What to produce: Copy out each line of the data that holds the string "ReactionKind".

Data for this exercise:
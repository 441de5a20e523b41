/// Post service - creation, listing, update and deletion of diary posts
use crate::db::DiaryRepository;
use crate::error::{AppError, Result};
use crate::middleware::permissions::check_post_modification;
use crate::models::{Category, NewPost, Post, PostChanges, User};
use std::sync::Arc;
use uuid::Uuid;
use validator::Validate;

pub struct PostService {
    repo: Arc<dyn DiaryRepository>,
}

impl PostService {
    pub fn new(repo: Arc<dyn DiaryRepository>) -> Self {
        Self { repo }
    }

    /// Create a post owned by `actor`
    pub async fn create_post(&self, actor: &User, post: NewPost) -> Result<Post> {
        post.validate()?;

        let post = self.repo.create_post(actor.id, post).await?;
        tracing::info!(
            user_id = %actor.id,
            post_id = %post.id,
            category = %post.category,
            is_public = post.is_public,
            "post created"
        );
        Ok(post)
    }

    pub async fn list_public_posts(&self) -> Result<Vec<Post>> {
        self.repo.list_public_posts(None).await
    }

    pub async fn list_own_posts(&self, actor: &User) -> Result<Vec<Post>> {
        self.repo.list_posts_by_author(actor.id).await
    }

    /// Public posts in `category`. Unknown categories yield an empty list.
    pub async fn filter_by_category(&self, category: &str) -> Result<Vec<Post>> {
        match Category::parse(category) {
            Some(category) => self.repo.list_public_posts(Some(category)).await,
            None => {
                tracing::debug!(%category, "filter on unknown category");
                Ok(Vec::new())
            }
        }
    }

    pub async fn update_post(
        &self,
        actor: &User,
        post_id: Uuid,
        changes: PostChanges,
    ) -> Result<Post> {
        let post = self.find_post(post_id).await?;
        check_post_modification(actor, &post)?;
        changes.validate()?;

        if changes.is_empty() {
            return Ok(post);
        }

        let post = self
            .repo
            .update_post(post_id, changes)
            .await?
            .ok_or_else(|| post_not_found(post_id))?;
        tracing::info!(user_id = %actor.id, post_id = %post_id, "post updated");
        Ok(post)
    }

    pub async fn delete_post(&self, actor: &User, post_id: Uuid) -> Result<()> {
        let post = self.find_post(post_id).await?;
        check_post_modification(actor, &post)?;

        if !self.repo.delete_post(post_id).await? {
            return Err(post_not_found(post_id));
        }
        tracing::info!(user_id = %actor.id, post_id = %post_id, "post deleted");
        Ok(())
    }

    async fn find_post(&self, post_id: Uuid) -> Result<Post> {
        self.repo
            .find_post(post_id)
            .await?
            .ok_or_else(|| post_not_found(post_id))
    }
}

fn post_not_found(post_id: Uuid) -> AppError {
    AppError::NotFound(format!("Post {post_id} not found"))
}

--

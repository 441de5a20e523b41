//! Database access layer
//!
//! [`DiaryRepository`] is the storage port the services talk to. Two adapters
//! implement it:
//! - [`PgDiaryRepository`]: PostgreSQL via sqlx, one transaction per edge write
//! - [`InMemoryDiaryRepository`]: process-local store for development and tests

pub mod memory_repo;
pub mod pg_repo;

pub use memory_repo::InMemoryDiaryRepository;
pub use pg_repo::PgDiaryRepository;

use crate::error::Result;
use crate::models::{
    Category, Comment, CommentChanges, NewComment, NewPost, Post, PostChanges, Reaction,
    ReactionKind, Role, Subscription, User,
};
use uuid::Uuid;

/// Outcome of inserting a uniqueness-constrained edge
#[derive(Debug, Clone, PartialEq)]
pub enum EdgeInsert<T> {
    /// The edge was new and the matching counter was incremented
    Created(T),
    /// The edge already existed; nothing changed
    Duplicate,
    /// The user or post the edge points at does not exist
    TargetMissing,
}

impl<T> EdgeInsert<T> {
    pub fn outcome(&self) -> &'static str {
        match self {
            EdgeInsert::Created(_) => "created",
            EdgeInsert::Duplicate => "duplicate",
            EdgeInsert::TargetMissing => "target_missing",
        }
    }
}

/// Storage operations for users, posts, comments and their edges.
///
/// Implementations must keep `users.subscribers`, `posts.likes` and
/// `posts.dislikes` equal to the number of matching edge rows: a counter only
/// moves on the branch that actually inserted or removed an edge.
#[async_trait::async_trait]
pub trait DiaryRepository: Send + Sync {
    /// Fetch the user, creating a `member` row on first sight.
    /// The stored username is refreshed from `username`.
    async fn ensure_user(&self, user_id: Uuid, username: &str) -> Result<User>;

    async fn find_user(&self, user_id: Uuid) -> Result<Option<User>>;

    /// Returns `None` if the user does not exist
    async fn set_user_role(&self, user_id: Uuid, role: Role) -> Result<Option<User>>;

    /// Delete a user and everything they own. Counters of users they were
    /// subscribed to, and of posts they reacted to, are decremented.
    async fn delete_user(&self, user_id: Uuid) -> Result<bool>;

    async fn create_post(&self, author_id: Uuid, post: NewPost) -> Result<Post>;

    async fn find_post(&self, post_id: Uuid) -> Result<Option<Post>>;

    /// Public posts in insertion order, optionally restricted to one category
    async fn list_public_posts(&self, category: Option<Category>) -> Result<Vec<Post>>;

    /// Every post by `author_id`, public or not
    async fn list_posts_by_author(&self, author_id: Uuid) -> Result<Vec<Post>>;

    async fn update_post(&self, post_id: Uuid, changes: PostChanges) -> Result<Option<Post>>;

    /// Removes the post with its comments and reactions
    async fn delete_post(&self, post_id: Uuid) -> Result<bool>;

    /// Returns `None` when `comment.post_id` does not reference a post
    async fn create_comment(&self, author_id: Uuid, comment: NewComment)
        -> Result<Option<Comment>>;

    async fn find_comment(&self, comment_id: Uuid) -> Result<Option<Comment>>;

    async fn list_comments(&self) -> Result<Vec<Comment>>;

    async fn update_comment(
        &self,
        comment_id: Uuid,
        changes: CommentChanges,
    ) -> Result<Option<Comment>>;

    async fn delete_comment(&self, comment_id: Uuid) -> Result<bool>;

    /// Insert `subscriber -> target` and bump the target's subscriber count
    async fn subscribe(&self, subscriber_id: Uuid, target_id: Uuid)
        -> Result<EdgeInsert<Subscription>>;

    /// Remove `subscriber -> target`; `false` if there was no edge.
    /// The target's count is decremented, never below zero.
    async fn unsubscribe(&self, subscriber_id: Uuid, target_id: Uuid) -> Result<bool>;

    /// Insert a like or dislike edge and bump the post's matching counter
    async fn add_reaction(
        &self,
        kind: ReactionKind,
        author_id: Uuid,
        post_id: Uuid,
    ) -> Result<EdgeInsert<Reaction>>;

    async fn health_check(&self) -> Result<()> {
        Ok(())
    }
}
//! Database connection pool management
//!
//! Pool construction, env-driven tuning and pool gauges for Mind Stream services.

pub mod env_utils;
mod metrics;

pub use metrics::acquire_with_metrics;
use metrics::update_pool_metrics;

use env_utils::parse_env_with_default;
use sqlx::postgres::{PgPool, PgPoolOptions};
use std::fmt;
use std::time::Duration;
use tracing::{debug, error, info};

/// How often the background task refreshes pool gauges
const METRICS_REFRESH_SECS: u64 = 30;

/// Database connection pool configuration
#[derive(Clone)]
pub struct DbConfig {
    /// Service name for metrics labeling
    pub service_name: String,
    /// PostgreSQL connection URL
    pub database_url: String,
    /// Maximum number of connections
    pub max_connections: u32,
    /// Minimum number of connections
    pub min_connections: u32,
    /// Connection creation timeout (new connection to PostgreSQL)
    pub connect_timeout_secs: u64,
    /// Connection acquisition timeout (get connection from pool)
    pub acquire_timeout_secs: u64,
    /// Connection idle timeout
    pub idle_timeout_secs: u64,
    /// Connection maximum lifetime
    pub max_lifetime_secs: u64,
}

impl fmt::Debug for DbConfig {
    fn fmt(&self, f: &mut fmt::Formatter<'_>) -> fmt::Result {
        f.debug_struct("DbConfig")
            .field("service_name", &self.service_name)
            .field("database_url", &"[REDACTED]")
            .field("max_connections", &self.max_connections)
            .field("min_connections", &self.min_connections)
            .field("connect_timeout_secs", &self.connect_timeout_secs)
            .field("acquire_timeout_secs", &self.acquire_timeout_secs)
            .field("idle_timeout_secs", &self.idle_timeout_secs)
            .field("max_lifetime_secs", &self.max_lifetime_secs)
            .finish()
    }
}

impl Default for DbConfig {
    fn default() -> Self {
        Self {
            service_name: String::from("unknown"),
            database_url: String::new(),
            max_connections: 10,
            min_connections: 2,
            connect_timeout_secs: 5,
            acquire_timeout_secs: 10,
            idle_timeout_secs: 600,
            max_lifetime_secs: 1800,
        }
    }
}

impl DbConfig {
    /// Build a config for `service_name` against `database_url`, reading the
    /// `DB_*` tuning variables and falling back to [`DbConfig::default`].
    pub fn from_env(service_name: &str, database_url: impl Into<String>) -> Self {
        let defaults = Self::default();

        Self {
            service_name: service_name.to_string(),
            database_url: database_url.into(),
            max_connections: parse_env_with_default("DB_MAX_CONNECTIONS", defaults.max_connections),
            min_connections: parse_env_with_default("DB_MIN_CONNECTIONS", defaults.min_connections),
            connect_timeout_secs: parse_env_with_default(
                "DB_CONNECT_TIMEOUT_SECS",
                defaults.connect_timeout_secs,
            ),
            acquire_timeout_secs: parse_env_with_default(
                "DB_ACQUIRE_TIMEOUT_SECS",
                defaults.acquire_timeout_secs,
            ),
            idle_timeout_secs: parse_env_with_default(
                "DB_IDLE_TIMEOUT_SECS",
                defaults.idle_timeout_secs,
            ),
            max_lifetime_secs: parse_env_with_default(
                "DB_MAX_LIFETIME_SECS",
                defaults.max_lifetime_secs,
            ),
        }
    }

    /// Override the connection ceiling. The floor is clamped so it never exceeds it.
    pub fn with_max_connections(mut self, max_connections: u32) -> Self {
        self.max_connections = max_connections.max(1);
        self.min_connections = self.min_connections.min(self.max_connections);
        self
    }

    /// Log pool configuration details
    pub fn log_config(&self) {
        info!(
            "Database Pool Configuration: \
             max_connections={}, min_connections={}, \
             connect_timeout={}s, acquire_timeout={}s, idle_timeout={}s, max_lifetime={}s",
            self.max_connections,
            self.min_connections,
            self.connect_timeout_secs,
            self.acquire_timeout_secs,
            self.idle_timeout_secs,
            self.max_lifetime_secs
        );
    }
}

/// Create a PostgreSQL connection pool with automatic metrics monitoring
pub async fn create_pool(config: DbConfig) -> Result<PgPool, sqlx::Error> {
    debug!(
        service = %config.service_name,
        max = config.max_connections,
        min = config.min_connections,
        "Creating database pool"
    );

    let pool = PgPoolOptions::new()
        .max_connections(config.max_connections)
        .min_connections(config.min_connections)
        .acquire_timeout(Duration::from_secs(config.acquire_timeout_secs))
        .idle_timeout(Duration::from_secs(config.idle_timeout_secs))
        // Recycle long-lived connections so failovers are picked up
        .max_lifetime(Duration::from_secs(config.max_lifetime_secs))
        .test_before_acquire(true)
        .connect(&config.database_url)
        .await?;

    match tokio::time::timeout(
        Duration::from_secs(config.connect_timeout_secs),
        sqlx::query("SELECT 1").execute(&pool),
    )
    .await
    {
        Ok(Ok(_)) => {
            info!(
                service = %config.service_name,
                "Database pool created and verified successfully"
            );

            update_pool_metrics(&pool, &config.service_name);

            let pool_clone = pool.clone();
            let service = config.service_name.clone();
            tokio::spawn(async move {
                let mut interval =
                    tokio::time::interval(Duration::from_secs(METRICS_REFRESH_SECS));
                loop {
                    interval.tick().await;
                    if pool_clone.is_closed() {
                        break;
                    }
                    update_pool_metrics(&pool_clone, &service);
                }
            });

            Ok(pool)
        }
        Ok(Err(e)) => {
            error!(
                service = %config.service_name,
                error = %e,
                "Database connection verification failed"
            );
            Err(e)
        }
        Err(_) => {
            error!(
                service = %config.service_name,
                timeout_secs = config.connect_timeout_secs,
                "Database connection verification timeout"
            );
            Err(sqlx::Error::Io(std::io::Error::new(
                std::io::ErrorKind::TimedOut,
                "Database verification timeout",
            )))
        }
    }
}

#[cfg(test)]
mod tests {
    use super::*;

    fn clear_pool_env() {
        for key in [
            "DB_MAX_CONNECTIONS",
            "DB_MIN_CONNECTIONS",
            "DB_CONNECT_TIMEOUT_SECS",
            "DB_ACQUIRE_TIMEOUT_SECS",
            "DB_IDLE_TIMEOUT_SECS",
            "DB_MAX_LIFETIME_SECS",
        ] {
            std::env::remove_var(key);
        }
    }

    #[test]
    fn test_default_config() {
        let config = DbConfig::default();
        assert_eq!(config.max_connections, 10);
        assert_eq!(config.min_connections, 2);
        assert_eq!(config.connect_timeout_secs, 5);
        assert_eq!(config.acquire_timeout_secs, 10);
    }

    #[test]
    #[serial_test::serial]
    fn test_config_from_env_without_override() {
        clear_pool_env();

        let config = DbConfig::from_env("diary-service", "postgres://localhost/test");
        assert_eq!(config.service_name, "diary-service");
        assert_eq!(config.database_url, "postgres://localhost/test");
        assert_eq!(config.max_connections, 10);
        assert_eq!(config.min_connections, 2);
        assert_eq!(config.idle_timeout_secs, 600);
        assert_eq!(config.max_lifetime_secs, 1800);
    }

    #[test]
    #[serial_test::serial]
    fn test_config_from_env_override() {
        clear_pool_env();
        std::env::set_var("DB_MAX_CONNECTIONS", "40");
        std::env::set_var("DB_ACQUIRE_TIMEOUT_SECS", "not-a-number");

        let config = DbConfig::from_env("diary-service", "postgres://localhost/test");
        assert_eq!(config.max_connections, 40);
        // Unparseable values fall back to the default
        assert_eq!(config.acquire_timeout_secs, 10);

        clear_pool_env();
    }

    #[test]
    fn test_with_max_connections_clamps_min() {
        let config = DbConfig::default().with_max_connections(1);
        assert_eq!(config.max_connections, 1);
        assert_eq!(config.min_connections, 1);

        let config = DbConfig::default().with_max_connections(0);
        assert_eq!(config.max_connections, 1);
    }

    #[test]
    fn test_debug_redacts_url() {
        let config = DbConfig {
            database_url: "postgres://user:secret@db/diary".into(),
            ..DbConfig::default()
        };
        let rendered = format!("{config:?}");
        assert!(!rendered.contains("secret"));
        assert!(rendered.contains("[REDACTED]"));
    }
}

Expected answer:
    ReactionKind, Role, Subscription, User,
        kind: ReactionKind,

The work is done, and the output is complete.